Even the most seasoned meat eaters have their boundaries. Not everyone loves offal. Or they do, but only the red stuff (the livers, kidneys and hearts) and draw the line at brain and sweetbreads. Some chefs struggle with things like brains, too—even those who've have made a name for themselves with their offally ways, like Fergus Henderson's pal, the squirrel-loving Robert Owen Brown.
Our reaction to flesh is a funny thing, highly dependent on time and place. If someone came and slapped half a pig carcass, or even a head, on your desk right now and said, "Here's dinner!" you might not be too happy. But in the comfort of your own kitchen, breaking down a pig's head might not be such a task.
For all the babies out there who are squeamish about meat and are disconnected from the idea that a sharp, bloody death has to happen in order for a pork chop to appear on your plate, there might be a new way in that doesn't involve cold sweats in the butchers shop—cake.
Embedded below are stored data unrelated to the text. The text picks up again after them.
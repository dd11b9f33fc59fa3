//! Who performed an audited operation.

use std::fmt;

use serde::{Deserialize, Serialize};
use ticketry_core::validation::non_empty;
use ticketry_core::{Validate, ValidationError, ValidationErrors};

/// Kind of actor.
#[derive(Debug, Clone, Copy, PartialEq, Eq, PartialOrd, Ord, Hash, Serialize, Deserialize)]
#[serde(rename_all = "lowercase")]
pub enum ActorType {
    /// A person.
    Human,
    /// An AI agent acting under human oversight.
    Ai,
    /// An automated process.
    System,
}

impl ActorType {
    /// Returns the lowercase name.
    #[must_use]
    pub const fn as_str(&self) -> &'static str {
        match self {
            Self::Human => "human",
            Self::Ai => "ai",
            Self::System => "system",
        }
    }
}

impl fmt::Display for ActorType {
    fn fmt(&self, f: &mut fmt::Formatter<'_>) -> fmt::Result {
        f.write_str(self.as_str())
    }
}

/// The actor behind an operation.
///
/// AI actors must name the human they act for in `co_author`.
#[derive(Debug, Clone, PartialEq, Eq, Serialize, Deserialize)]
pub struct Actor {
    /// Kind of actor.
    #[serde(rename = "type")]
    pub actor_type: ActorType,

    /// Actor identifier.
    pub id: String,

    /// Display name.
    #[serde(default, skip_serializing_if = "Option::is_none")]
    pub name: Option<String>,

    /// Human attribution for the operation.
    #[serde(default, skip_serializing_if = "Option::is_none")]
    pub co_author: Option<String>,
}

impl Actor {
    /// Creates a human actor.
    pub fn human(id: impl Into<String>) -> Self {
        Self::new(ActorType::Human, id)
    }

    /// Creates an AI actor attributed to `co_author`.
    pub fn ai(id: impl Into<String>, co_author: impl Into<String>) -> Self {
        Self::new(ActorType::Ai, id).with_co_author(co_author)
    }

    /// Creates a system actor.
    pub fn system(id: impl Into<String>) -> Self {
        Self::new(ActorType::System, id)
    }

    /// Creates an actor of any type with no name or co-author.
    pub fn new(actor_type: ActorType, id: impl Into<String>) -> Self {
        Self {
            actor_type,
            id: id.into(),
            name: None,
            co_author: None,
        }
    }

    /// Sets the display name.
    #[must_use]
    pub fn with_name(mut self, name: impl Into<String>) -> Self {
        self.name = Some(name.into());
        self
    }

    /// Sets the co-author.
    #[must_use]
    pub fn with_co_author(mut self, co_author: impl Into<String>) -> Self {
        self.co_author = Some(co_author.into());
        self
    }

    /// Checks the actor invariants, stopping at the first failure.
    ///
    /// # Errors
    ///
    /// Returns an error if the ID is empty or an AI actor has no co-author.
    pub fn check(&self) -> Result<(), ValidationError> {
        non_empty("actor.id", &self.id)?;
        self.check_co_author()
    }

    fn check_co_author(&self) -> Result<(), ValidationError> {
        let has_co_author = self
            .co_author
            .as_deref()
            .is_some_and(|c| !c.trim().is_empty());

        if self.actor_type == ActorType::Ai && !has_co_author {
            return Err(ValidationError::constraint(
                "actor.co_author",
                "AI actors require a human co-author",
            ));
        }
        Ok(())
    }
}

impl Validate for Actor {
    fn validate(&self) -> Result<(), ValidationErrors> {
        let mut errors = ValidationErrors::new();
        errors.check(non_empty("actor.id", &self.id));
        errors.check(self.check_co_author());
        errors.finish()
    }
}
//! # Ticketry Core
//!
//! Shared building blocks for the Ticketry audit trail and trace context
//! crates.
//!
//! This crate provides:
//!
//! - [`ValidationError`] / [`ValidationErrors`] and the [`Validate`] trait,
//!   used when constructing audit events and loading configuration
//! - [`Error`] - crate-level error type for parsing and validating records
//! - [`redact`] - the redaction engine shared by audit events and log entries
//!
//! ## Example
//!
//! ```rust
//! use serde_json::json;
//! use ticketry_core::redact::{Redactor, REDACTION_MARKER};
//!
//! let state = json!({ "password": "hunter2", "title": "Fix login" });
//! let mut redactor = Redactor::new();
//! let clean = redactor.redact_value(&state);
//!
//! assert_eq!(clean["password"], REDACTION_MARKER);
//! assert_eq!(clean["title"], "Fix login");
//! ```

#![forbid(unsafe_code)]
#![warn(missing_docs)]

pub mod error;
pub mod redact;
pub mod validation;


pub use error::{Error, Result};
pub use redact::{RedactionStats, Redactor, REDACTION_MARKER};
pub use validation::{Validate, ValidationError, ValidationErrorKind, ValidationErrors};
Next month there's going to be an edible "horror farm" (the world's first) at Letchworth Garden City's Standalone Farm, where people can come and shuffle around a veritable abattoir of cake-y carcasses. There will also be a shop in London's Shoreditch, where similar wares can be bought (nothing says "I love you" like sponge cake shaped like a sawn-off pig trotter).
The brains behind the operation is a lady called Emma Thomas, aka "Miss Cakehead", a woman who has made a career out of creating gag reflex-tickling cakes made to resemble things like dismembered abdomens (complete with visible subcutaneous and fat layers) and has created campaigns for shows like Dexter and the Resident Evil franchise. For the PR launch of Resident Evil 6, Thomas curated a human butcher shop in London's Smithfield Market, with edible" human" body parts available for all. Grossest PR stunt ever? Probably. But people are still talking about it now.
The farm will be full of life-size, anatomically correct pig carcasses—cut up the middle and oozing with "blood"—that visitors can tuck into when they feel like it. So, for those who struggle with the dead, refrigerated reality of animal flesh but want to get better, maybe this is the event for you. You'll have the physical form in front of you, only, instead of meat under the surface, it'll be cake. Baby steps, now.
There's also going to be a "cake-walk" through the farm's nearby woods after dark, which will invariably be littered with sweet torsos and feel like the ghost trains you went on as a teenager, pretending not to be spooked by clapped-out zombie puppets while your date breathed Fanta in your face and tried to get their hand in your gusset.
Whatever your preferences, we can't think of a better autumn date than walking around grabbing handfuls of naked pig cake and feeding it to one another while children run around screaming.